====== INPUT MATERIAL ======

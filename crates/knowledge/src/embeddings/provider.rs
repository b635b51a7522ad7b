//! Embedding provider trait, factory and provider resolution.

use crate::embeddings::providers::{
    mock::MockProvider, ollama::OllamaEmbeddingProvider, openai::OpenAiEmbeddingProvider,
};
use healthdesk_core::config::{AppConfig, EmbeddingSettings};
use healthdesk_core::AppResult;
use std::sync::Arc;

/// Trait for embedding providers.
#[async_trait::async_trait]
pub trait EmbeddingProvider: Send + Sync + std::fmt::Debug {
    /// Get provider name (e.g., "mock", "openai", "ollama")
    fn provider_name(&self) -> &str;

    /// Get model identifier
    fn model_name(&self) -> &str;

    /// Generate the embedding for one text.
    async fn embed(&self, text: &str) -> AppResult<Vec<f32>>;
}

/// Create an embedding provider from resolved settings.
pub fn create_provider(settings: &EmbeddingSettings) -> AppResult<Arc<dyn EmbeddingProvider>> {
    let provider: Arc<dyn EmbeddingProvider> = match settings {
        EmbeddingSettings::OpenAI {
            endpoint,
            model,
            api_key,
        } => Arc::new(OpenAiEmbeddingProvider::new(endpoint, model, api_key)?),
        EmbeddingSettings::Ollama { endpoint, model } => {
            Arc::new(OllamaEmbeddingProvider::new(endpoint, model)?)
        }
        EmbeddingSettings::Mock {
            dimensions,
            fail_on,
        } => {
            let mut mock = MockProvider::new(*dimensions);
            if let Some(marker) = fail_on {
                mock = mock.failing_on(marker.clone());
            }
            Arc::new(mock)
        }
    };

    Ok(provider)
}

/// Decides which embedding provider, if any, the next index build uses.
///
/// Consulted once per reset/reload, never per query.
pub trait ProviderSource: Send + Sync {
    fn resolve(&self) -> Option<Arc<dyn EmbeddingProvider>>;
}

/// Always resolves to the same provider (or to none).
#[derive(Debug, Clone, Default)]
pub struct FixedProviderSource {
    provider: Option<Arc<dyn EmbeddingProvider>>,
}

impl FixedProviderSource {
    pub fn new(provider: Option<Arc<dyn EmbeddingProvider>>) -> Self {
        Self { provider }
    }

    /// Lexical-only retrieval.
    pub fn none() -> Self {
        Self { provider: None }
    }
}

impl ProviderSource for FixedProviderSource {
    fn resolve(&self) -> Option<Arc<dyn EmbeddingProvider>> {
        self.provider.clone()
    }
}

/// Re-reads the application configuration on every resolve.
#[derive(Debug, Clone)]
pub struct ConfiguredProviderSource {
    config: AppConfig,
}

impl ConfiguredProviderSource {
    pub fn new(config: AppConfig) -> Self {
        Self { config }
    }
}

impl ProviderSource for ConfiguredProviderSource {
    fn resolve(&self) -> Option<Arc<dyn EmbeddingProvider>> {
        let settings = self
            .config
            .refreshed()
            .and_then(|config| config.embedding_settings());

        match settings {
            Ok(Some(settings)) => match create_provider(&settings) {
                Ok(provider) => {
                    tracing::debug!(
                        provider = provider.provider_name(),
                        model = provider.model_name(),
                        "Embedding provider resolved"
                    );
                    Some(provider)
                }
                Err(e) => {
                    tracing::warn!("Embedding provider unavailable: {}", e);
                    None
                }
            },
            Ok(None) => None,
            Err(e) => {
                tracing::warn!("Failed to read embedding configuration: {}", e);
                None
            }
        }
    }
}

======
====== INPUT MATERIAL ======

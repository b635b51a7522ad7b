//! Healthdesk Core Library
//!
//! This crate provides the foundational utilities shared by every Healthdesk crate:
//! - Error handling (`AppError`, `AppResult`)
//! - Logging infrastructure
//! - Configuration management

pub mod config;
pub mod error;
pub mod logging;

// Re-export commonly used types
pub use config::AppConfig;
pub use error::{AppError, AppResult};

======
====== INPUT MATERIAL ======

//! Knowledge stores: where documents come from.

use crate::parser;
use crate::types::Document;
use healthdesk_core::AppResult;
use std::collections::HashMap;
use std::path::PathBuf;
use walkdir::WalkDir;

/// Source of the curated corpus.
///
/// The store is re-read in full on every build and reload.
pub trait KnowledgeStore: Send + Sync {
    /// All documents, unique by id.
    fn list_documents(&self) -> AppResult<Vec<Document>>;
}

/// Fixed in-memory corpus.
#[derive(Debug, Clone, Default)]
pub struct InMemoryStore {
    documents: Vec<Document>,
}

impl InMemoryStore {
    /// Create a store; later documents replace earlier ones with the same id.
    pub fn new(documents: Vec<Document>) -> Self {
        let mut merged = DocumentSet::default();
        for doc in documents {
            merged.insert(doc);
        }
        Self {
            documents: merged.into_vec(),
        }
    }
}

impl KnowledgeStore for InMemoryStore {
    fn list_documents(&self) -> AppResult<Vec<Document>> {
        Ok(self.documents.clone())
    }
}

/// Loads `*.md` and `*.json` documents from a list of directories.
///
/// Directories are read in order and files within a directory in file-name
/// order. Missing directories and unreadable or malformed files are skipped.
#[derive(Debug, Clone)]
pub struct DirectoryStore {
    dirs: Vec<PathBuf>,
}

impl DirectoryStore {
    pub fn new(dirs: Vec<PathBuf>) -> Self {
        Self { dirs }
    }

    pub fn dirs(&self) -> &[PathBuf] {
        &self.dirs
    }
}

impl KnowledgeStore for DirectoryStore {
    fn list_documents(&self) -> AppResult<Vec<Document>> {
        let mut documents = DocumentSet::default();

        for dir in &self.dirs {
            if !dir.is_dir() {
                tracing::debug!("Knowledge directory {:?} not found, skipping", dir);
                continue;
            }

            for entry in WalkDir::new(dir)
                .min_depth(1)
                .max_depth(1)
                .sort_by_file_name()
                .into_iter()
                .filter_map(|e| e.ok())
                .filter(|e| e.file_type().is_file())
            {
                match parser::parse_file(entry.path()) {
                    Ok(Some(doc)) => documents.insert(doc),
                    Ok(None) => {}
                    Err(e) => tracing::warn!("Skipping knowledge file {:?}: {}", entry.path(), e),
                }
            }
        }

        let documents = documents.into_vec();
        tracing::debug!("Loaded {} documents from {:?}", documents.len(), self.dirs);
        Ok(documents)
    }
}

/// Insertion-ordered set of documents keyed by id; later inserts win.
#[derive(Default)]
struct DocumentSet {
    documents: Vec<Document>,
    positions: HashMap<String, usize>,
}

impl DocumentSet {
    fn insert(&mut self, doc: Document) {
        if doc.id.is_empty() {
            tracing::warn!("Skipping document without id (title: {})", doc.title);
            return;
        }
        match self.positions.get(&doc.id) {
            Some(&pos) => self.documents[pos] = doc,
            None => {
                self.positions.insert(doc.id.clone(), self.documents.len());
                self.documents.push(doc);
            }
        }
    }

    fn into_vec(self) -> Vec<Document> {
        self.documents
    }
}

======

ACTION ITEM
Select the lines from the entries that include the word "corpus".

EXERCISE OUTPUT
/// Source of the curated corpus.
/// Fixed in-memory corpus.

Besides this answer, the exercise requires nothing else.